## Task instructions
Keep every line of the data below that has the string "match" and present those lines.

Saved entries:
******************************

//! Line planning and needle-bitmap encoding.
//!
//! Mode dispatch is a plain match over the `KnittingMode` tagged variant
//! with one formula function per arm, not a runtime name lookup.

use ayab_image::PatternBuffer;
use ayab_machine::{Geometry, KnittingMode, Machine};

/// The plan for one physical carriage pass.
#[derive(Debug, Clone, Copy, PartialEq, Eq)]
pub struct LinePlan {
    pub color: u8,
    pub expanded_index: u32,
    pub img_row: u32,
    pub blank: bool,
    pub last: bool,
}

/// Compute the plan for physical pass `line_number` (spec §4.3). All
/// arithmetic is integer and non-negative; intermediate terms that could
/// otherwise go negative (the `-1` offset in the classic-ribber 2-color
/// formula) are carried in `i64` and folded back with `rem_euclid`.
#[allow(clippy::too_many_arguments)]
pub fn plan(
    line_number: u64,
    mode: KnittingMode,
    num_colors: u8,
    start_row: u32,
    img_height: u32,
    expanded_len: u32,
    inf_repeat: bool,
) -> LinePlan {
    let num_colors = num_colors as i64;
    let start_row = start_row as i64;
    let img_height = img_height as i64;
    let expanded_len = expanded_len as i64;
    let line = line_number as i64;

    match mode {
        KnittingMode::Singlebed => singlebed(line, start_row, img_height, inf_repeat),
        KnittingMode::ClassicRibber if num_colors == 2 => {
            classic_ribber_2col(line, start_row, img_height, expanded_len, inf_repeat)
        }
        KnittingMode::ClassicRibber => classic_ribber_multicolor(
            line,
            num_colors,
            start_row,
            img_height,
            expanded_len,
            inf_repeat,
        ),
        KnittingMode::MiddleColorsTwiceRibber => {
            middle_colors_twice(line, num_colors, start_row, img_height, inf_repeat)
        }
        KnittingMode::HeartOfPlutoRibber => {
            heart_of_pluto(line, num_colors, start_row, img_height, inf_repeat)
        }
        KnittingMode::CircularRibber => {
            circular(line, num_colors, start_row, img_height, expanded_len, inf_repeat)
        }
    }
}

fn rem(a: i64, m: i64) -> i64 {
    a.rem_euclid(m)
}

fn singlebed(mut line: i64, start_row: i64, img_height: i64, inf_repeat: bool) -> LinePlan {
    if inf_repeat {
        line = rem(line, img_height);
    }
    let img_row = rem(start_row + line, img_height);
    LinePlan {
        color: 0,
        expanded_index: (2 * img_row) as u32,
        img_row: img_row as u32,
        blank: false,
        last: img_row == img_height - 1,
    }
}

fn classic_ribber_2col(
    mut line: i64,
    start_row: i64,
    img_height: i64,
    expanded_len: i64,
    inf_repeat: bool,
) -> LinePlan {
    let i = rem(line, 4) as usize;
    if inf_repeat {
        line = rem(line, expanded_len);
    }
    let img_row = rem(start_row + line.div_euclid(2), img_height);
    const COLOR: [u8; 4] = [0, 1, 1, 0];
    const OFFSET: [i64; 4] = [0, 0, 1, -1];
    let color = COLOR[i];
    let expanded_index = rem(2 * start_row + line + OFFSET[i], expanded_len);
    LinePlan {
        color,
        expanded_index: expanded_index as u32,
        img_row: img_row as u32,
        blank: false,
        last: img_row == img_height - 1 && (i == 1 || i == 3),
    }
}

fn classic_ribber_multicolor(
    mut line: i64,
    num_colors: i64,
    start_row: i64,
    img_height: i64,
    expanded_len: i64,
    inf_repeat: bool,
) -> LinePlan {
    if inf_repeat {
        line = rem(line, 2 * expanded_len);
    }
    let img_row = rem(start_row + line.div_euclid(2 * num_colors), img_height);
    let color = rem(line.div_euclid(2), num_colors);
    let expanded_index = rem(color + img_row * num_colors, expanded_len);
    let blank = rem(line, 2) == 1;
    let last = expanded_index == expanded_len - 1 && blank;
    LinePlan {
        color: color as u8,
        expanded_index: expanded_index as u32,
        img_row: img_row as u32,
        blank,
        last,
    }
}

fn middle_colors_twice(
    line: i64,
    num_colors: i64,
    start_row: i64,
    img_height: i64,
    inf_repeat: bool,
) -> LinePlan {
    let pass_per_row = 2 * num_colors - 2;
    let q = line.div_euclid(pass_per_row);
    let r = line.rem_euclid(pass_per_row);
    let first = r == 0;
    let last_col = r == pass_per_row - 1;
    let mut img_row = start_row + q;
    if inf_repeat {
        img_row = rem(img_row, img_height);
    }
    let color = if first || last_col {
        rem(last_col as i64 + q, 2)
    } else {
        (r + 3).div_euclid(2)
    };
    let expanded_index = img_row * num_colors + color;
    let blank = !first && !last_col && rem(line, 2) == 1;
    let last = img_row == img_height - 1 && last_col;
    LinePlan {
        color: color as u8,
        expanded_index: expanded_index as u32,
        img_row: img_row as u32,
        blank,
        last,
    }
}

fn heart_of_pluto(
    line: i64,
    num_colors: i64,
    start_row: i64,
    img_height: i64,
    inf_repeat: bool,
) -> LinePlan {
    let pass_per_row = 2 * num_colors - 2;
    let q = line.div_euclid(pass_per_row);
    let r = line.rem_euclid(pass_per_row);
    let first = r == 0;
    let last_col = r == pass_per_row - 1;
    let mut img_row = start_row + q;
    if inf_repeat {
        img_row = rem(img_row, img_height);
    }
    let color = num_colors - 1 - rem(line + 1, 2 * num_colors).div_euclid(2);
    let expanded_index = img_row * num_colors + color;
    let blank = !first && !last_col && rem(line, 2) == 0;
    let last = img_row == img_height - 1 && last_col;
    LinePlan {
        color: color as u8,
        expanded_index: expanded_index as u32,
        img_row: img_row as u32,
        blank,
        last,
    }
}

fn circular(
    line: i64,
    num_colors: i64,
    start_row: i64,
    img_height: i64,
    expanded_len: i64,
    inf_repeat: bool,
) -> LinePlan {
    let blank = rem(line, 2) == 1;
    let mut h = line.div_euclid(2);
    if inf_repeat {
        h = rem(h, expanded_len);
    }
    let q = h.div_euclid(num_colors);
    let color = h.rem_euclid(num_colors);
    let img_row = rem(start_row + q, img_height);
    let expanded_index = rem(img_row * num_colors + color, expanded_len);
    let last = expanded_index == expanded_len - 1 && blank;
    LinePlan {
        color: color as u8,
        expanded_index: expanded_index as u32,
        img_row: img_row as u32,
        blank,
        last,
    }
}

/// 25-byte (200-bit) needle selection bitmap for one physical pass.
/// Needle 0 is the lowest bit of byte 0.
#[derive(Debug, Clone, Copy, PartialEq, Eq)]
pub struct LineFrame {
    bytes: [u8; 25],
}

impl LineFrame {
    pub fn zeroed() -> Self {
        Self { bytes: [0u8; 25] }
    }

    pub fn set(&mut self, needle: u16, value: bool) {
        let byte = (needle / 8) as usize;
        let bit = (needle % 8) as u8;
        if value {
            self.bytes[byte] |= 1 << bit;
        } else {
            self.bytes[byte] &= !(1 << bit);
        }
    }

    pub fn get(&self, needle: u16) -> bool {
        let byte = (needle / 8) as usize;
        let bit = (needle % 8) as u8;
        self.bytes[byte] & (1 << bit) != 0
    }

    pub fn as_bytes(&self) -> &[u8; 25] {
        &self.bytes
    }
}

/// Composes the needle bitmap for one plan.
pub struct LineEncoder;

impl LineEncoder {
    pub fn encode(
        plan: &LinePlan,
        mode: KnittingMode,
        num_colors: u8,
        machine: Machine,
        geometry: Geometry,
        pattern: &PatternBuffer,
    ) -> LineFrame {
        let mut frame = LineFrame::zeroed();

        if mode.flanking_needles(plan.color, num_colors) {
            for needle in 0..geometry.start_needle {
                frame.set(needle, true);
            }
            for needle in geometry.end_needle..machine.width {
                frame.set(needle, true);
            }
        }

        if !plan.blank {
            let row = &pattern.expanded[plan.expanded_index as usize];
            for (offset, pixel) in row[geometry.start_pixel as usize..geometry.end_pixel as usize]
                .iter()
                .enumerate()
            {
                if *pixel != 0 {
                    frame.set(geometry.start_needle + offset as u16, true);
                }
            }
        }

        frame
    }
}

******************************

## Exercise answer
//! Mode dispatch is a plain match over the `KnittingMode` tagged variant
    match mode {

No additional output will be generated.